Collaboration of this type is becoming key to keeping consumers’ trust as well as enabling the speedy and seamless payment or shopping experiences they now anticipate when interacting with merchants or banks online. This means that implementing easy ways to share data among entities is essential — in other words, that adopting open banking is quickly becoming a competitive necessity for FIs, businesses and other digital-banking participants.

Shaping The API Economy

Coordinating close partnerships with other entities online requires the use of application programming interfaces (APIs), which can seamlessly send higher volumes of data between different banks or companies. This enables these companies to offer consumers the swift experiences they are now expecting. Sending data via APIs allows consumers to bypass logging in to several different financial service or payment apps to check up on their financials or make purchases, for example, Crespi explained.

“Really, what we are talking about is the API economy: This idea that, at the customer’s request and with their opt-in, certain data can be shared and made available to be consumed by any number of these payment [or] aggregator capabilities,” she said, pointing to financial account aggregator app Mint as a quintessential example. “With open banking and having an API, … customers do not have that burden [of sharing passwords]. They have to really decide who to share [data] with and that they are comfortable with the sharing, and that is done by virtue of the API integration. So that has been a significant advance over the last handful of years, again aiming toward customer convenience while, at the same time, allowing for the integrations to work.”
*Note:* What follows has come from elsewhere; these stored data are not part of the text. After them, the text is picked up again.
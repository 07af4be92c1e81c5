pub mod angle;
pub mod band;
pub mod bounds;
pub mod disc;
pub mod reduce;
pub mod types;

pub use angle::{filter_by_angle, in_wedge, normalize_deg, point_angle};
pub use band::filter_min_distance;
pub use bounds::clip_to_map;
pub use disc::{disc_points_within, generate_disc};
pub use reduce::reduce_by_wedge;
pub use types::{CandidateSet, Coordinate, Extent, MAP_EXTENT, Wedge};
Offering such features can provide tangible benefits both for consumers looking to do more of their shopping and interactions online and for businesses that are following suit. APIs and similar technologies make it much easier for merchants to accept more flexible methods of payment, helping them better engage with the growing collection of customers who are now digital first.

“I think [that], as customer transactions moved from the physical to the digital just so swiftly, payments had to follow suit, and so … customers began to take advantage of payment capabilities that their banks offered as well as [those] offered through their partners,” Crespi said. “We just need to ensure that we have the appropriate integration in place to enable the customer … to transact in the way they wish.”
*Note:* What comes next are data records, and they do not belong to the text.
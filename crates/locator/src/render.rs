use crate::{
    config::RenderConfig,
    constants::MAP_MAX,
    error::Result,
    export::ensure_dir,
    geometry::{CandidateSet, Coordinate, Extent},
    session::Session,
};

use image::{ImageBuffer, Rgb, RgbImage, imageops::FilterType};
use imageproc::{
    drawing::{
        draw_filled_rect_mut, draw_hollow_circle_mut, draw_hollow_rect_mut, draw_line_segment_mut,
    },
    rect::Rect,
};
use log::debug;
use std::path::{Path, PathBuf};

/// Map units between grid lines on a blank background
const GRID_STEP: i32 = 512;
const CENTER_MARK_PX: i32 = 6;

/// Color definitions
pub struct Colors;

impl Colors {
    pub const WHITE: Rgb<u8> = Rgb([255, 255, 255]);
    pub const LIGHT_GRAY: Rgb<u8> = Rgb([220, 220, 220]);
    pub const DARK_GRAY: Rgb<u8> = Rgb([128, 128, 128]);
}

/// Draws map-space shapes onto a square image
pub struct Renderer {
    pub image: RgbImage,
    pub size: u32,
    /// pixels per map unit
    scale: f64,
}

impl Renderer {
    /// White canvas with a light grid
    pub fn new(size: u32) -> Self {
        let image = ImageBuffer::from_pixel(size, size, Colors::WHITE);
        let mut renderer = Self::from_image(image);
        renderer.draw_grid(GRID_STEP, Colors::LIGHT_GRAY);
        renderer
    }

    /// Background stretched to cover the whole map
    pub fn with_background<P: AsRef<Path>>(path: P, size: u32) -> Result<Self> {
        let background = image::open(path)?.to_rgb8();
        let image = image::imageops::resize(&background, size, size, FilterType::Triangle);
        Ok(Self::from_image(image))
    }

    fn from_image(image: RgbImage) -> Self {
        let size = image.width();
        Self {
            image,
            size,
            scale: size as f64 / (MAP_MAX as f64 + 1.0),
        }
    }

    /// Map coordinate to pixel (top-left of its cell)
    #[inline]
    fn to_px(&self, x: i32, y: i32) -> (i32, i32) {
        (
            (x as f64 * self.scale).floor() as i32,
            (y as f64 * self.scale).floor() as i32,
        )
    }

    /// Pixel span of `n` map units starting at `from`, at least 1
    #[inline]
    fn span_px(&self, from: i32, n: i32) -> u32 {
        let a = (from as f64 * self.scale).floor();
        let b = ((from + n) as f64 * self.scale).floor();
        ((b - a) as u32).max(1)
    }

    pub fn draw_candidates(&mut self, candidates: &CandidateSet, color: Rgb<u8>) {
        for p in candidates {
            let (px, py) = self.to_px(p.x, p.y);
            let rect = Rect::at(px, py).of_size(self.span_px(p.x, 1), self.span_px(p.y, 1));
            draw_filled_rect_mut(&mut self.image, rect, color);
        }
    }

    /// Ring with a cross through it
    pub fn draw_center(&mut self, center: Coordinate, color: Rgb<u8>) {
        let (cx, cy) = self.to_px(center.x, center.y);
        let r = CENTER_MARK_PX;
        draw_hollow_circle_mut(&mut self.image, (cx, cy), r, color);
        draw_line_segment_mut(
            &mut self.image,
            ((cx - r) as f32, cy as f32),
            ((cx + r) as f32, cy as f32),
            color,
        );
        draw_line_segment_mut(
            &mut self.image,
            (cx as f32, (cy - r) as f32),
            (cx as f32, (cy + r) as f32),
            color,
        );
    }

    pub fn draw_extent(&mut self, extent: &Extent, color: Rgb<u8>) {
        let (px, py) = self.to_px(extent.min_x, extent.min_y);
        let w = self.span_px(extent.min_x, extent.width() as i32);
        let h = self.span_px(extent.min_y, extent.height() as i32);
        draw_hollow_rect_mut(&mut self.image, Rect::at(px, py).of_size(w, h), color);
    }

    pub fn draw_grid(&mut self, step: i32, color: Rgb<u8>) {
        let last = self.size as f32 - 1.0;
        for u in (0..=MAP_MAX).step_by(step as usize) {
            let (p, _) = self.to_px(u, 0);
            let p = p as f32;
            draw_line_segment_mut(&mut self.image, (p, 0.0), (p, last), color);
            draw_line_segment_mut(&mut self.image, (0.0, p), (last, p), color);
        }
    }

    pub fn save<P: AsRef<Path>>(&self, path: P) -> Result<()> {
        self.image.save(path)?;
        Ok(())
    }
}

/// Candidates, their bounding box and every clue position
pub fn render_session(session: &Session, config: &RenderConfig) -> Result<Renderer> {
    let mut renderer = match &config.map_image {
        Some(map) => Renderer::with_background(map, config.size_px)?,
        None => Renderer::new(config.size_px),
    };

    if let Some(candidates) = session.current() {
        renderer.draw_candidates(candidates, config.candidate_rgb()?);
        if let Some(extent) = candidates.bounding_extent() {
            renderer.draw_extent(&extent, Colors::DARK_GRAY);
        }
        debug!("rendered {} candidates", candidates.len());
    }

    let center_color = config.center_rgb()?;
    for region in session.regions() {
        renderer.draw_center(region.center, center_color);
    }
    Ok(renderer)
}

pub fn export_png(
    session: &Session,
    config: &RenderConfig,
    output_dir: &Path,
    stem: &str,
) -> Result<PathBuf> {
    ensure_dir(output_dir)?;
    let file_path = output_dir.join(format!("{stem}.png"));
    render_session(session, config)?.save(&file_path)?;
    Ok(file_path)
}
Keeping abreast of what payment types or methods are growing more attractive to consumers is thus key for both banks and merchants, especially as open banking continues to expand in the U.S. and lawmakers place more scrutiny on how online data is collected and shared.

The Data Aggregation Element

The open banking ecosystem in the U.S. is still in its nascent stage, but like initiatives in the U.K. or the Nordic countries, its development could have a profound effect on the future of digital privacy and data sharing. U.S. regulators are still crafting standards for how businesses and banks can collect and store personal data, but analyzing how this data aggregation will eventually work is critical for all entities wishing to participate in the up-and-coming open banking world.

“There continues to be … emerging regulatory guidance, all with the goal in mind of ensuring that customer data is protected, and we are all in agreement that [this] is the best and highest [approach],” Crespi said. “[How] that will translate into … technology requirements and how we work together in the ecosystem will continue to be worked through in the months and years ahead. But the goal is really to ensure that … the needs of the customer are being addressed.”

Exploring exactly how consumers’ needs and perceptions of online data security and privacy will shift over these next few years is imperative for merchants and banks to stay competitive as banking and payments move online. Both groups must prepare accordingly.